0

I am doing my first assignment in Data Science (Masters level) and do not come from a programming background. I have completed a K-Means model on my data (which is a a simple test data set). But now I want to implement bisecting k-means in order to show how this can improve the clustering result. I am coding in R, does anyone have any knowledge on how to code bisecting k-means in R, for someone who is fairly new to the field?

The code I am trying to use is:

bkmeansset <- ml_bisecting_kmeans(x, formula = NULL, k = 3, max_iter = 20, 
seed = NULL, min_divisible_cluster_size = 1, features_col = "features", 
       prediction_col = "prediction", uid = 
       random_string("bisecting_bisecting_kmeans_")) 

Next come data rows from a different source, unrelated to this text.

#[cfg(test)]
mod tests {
    use super::*;
    use lexfuse_core::AliasRule;
    use lexfuse_emit::{emit_pack, TemplateProducer};

    fn small_cfg() -> GeneratorConfig {
        let mut cfg = GeneratorConfig::default();
        cfg.counts.clients = 5;
        cfg.counts.matters = 8;
        cfg.counts.billing_entries = 24;
        cfg.counts.documents = 10;
        cfg
    }

    fn emitted_pack(cfg: &GeneratorConfig) -> (CanonicalGraph, AliasRegistry, tempfile::TempDir) {
        let graph = CanonicalGraph::build(cfg).unwrap();
        let registry = AliasRegistry::new();
        let dir = tempfile::tempdir().unwrap();
        let report = emit_pack(&graph, cfg, &registry, &TemplateProducer, dir.path()).unwrap();
        assert!(report.all_ok());
        (graph, registry, dir)
    }

    #[test]
    fn untampered_pack_is_clean() {
        let cfg = small_cfg();
        let (graph, registry, dir) = emitted_pack(&cfg);
        let report = validate(&graph, &cfg, &registry, dir.path()).unwrap();
        assert!(report.is_clean(), "{:#?}", report.items);
        assert!(report.records_checked > 0);
    }

    #[test]
    fn aliases_surface_as_info_not_error() {
        let mut cfg = small_cfg();
        cfg.noise.p_alias = 1.0;
        cfg.noise.alias_rule = AliasRule {
            prefix_map: vec![("MAT".to_string(), "MTR".to_string())],
            suffix_offset: 0,
        };
        let (graph, registry, dir) = emitted_pack(&cfg);
        let report = validate(&graph, &cfg, &registry, dir.path()).unwrap();
        assert!(report.is_clean(), "{:#?}", report.items);
        assert!(report.tokens_aliased > 0);
        assert!(report
            .items
            .iter()
            .any(|d| d.severity == Severity::Info && d.message.contains("MTR-")));
    }

    #[test]
    fn tampered_foreign_key_is_an_error() {
        let cfg = small_cfg();
        let (graph, registry, dir) = emitted_pack(&cfg);

        let billing = dir.path().join("billing_entries_A.csv");
        let tampered = std::fs::read_to_string(&billing)
            .unwrap()
            .replacen("MAT-1001", "MAT-9999", 1);
        std::fs::write(&billing, tampered).unwrap();

        let report = validate(&graph, &cfg, &registry, dir.path()).unwrap();
        assert!(!report.is_clean());
        assert!(report.items.iter().any(|d| {
            d.severity == Severity::Error
                && d.source == "billing_a"
                && d.message.contains("MAT-9999")
        }));
    }

    #[test]
    fn duplicated_record_is_an_error() {
        let cfg = small_cfg();
        let (graph, registry, dir) = emitted_pack(&cfg);

        let matters = dir.path().join("matters_A.csv");
        let mut text = std::fs::read_to_string(&matters).unwrap();
        let last_row = text.trim_end().lines().last().unwrap().to_string();
        text.push_str(&last_row);
        text.push('\n');
        std::fs::write(&matters, text).unwrap();

        let report = validate(&graph, &cfg, &registry, dir.path()).unwrap();
        assert!(report.items.iter().any(|d| {
            d.severity == Severity::Error
                && d.source == "matters_a"
                && d.message.contains("duplicate")
        }));
    }

    #[test]
    fn attorney_codes_are_not_id_like() {
        let cfg = small_cfg();
        let graph = CanonicalGraph::build(&cfg).unwrap();
        let registry = AliasRegistry::new();
        let scanner = TokenScanner::new(&cfg).unwrap();
        let mut report = DiscrepancyReport::default();
        scanner.check_text(
            &graph,
            &registry,
            "billing_notes",
            "MAT-1001.txt",
            "Attorney ID: AT-001 on matter MAT-1001",
            &mut report,
        );
        assert!(report.is_clean(), "{:#?}", report.items);
        assert_eq!(report.tokens_resolved, 1);
    }
}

I am inputting a test set called "testset" and I am not sure where to but this in the argument of the function. The error message that I am getting is:

Error in UseMethod("ml_bisecting_kmeans") : 
no applicable method for 'ml_bisecting_kmeans' applied to an object of class 
"character"
  • It's easier to help you if you include a simple [reproducible example](https://stackoverflow.com/questions/5963269/how-to-make-a-great-r-reproducible-example) with sample input and desired output that can be used to test and verify possible solutions. Provide references to what exactly you mean by "bisecting k-means." Show the code you tried and describe exactly where you are getting stuck. If you haven't tried anything, then a better starting point is probably your instructor since they likely have something very specific in mind. – MrFlick Nov 27 '18 at 19:46
  • I do apologise, this is my first time using stack overflow. The code I am trying to use is: bkmeansset <- ml_bisecting_kmeans(x, formula = NULL, k = 3, max_iter = 20, seed = NULL, min_divisible_cluster_size = 1, features_col = "features", prediction_col = "prediction", uid = random_string("bisecting_bisecting_kmeans_")) I am inputting a test set called "testset" and I am not sure where to but this in the argument of the function. K-Means sometimes sticks in a local minimum whereas BK-Means gets the global optimal. – Sarah Kuria Nov 27 '18 at 20:12
  • I'm really sorry about the code looks in that comment, I am really struggling to get it into a readable format. – Sarah Kuria Nov 27 '18 at 20:17
  • 2
    Code shouldn't go in to comments. You should edit your original question to include those relevant details. – MrFlick Nov 27 '18 at 20:18
  • Thank you. I have now added it to my original question. – Sarah Kuria Nov 27 '18 at 23:31
  • What is in your `x` variable? The error message makes it sound like a character vector and I don’t see how it would be possible to do kmeans with character values - there no way to take the means of those. – MrFlick Nov 27 '18 at 23:36
  • I didn't know what to put for 'x' variable. I have tried putting in my data set (testset) but it comes up with this error: Error in UseMethod("ml_bisecting_kmeans") : no applicable method for 'ml_bisecting_kmeans' applied to an object of class "data.frame" – Sarah Kuria Nov 28 '18 at 00:37
  • Welcome to SO! I advice you to read [this](https://www.rdocumentation.org/packages/sparklyr/versions/0.9.2/topics/ml_bisecting_kmeans), looking also the example, and caring to look each step, to see how you have to preprocess the data to have them in a way that the function likes. However if you put your dataset here (if you can publish it) with `dput(testset)` and post the result editing the question, it's going to be easier to help you. If it's too big, you can `dput(head(testset,20))` or create some fake data equal to yours. – s__ Nov 28 '18 at 07:48

0 Answers0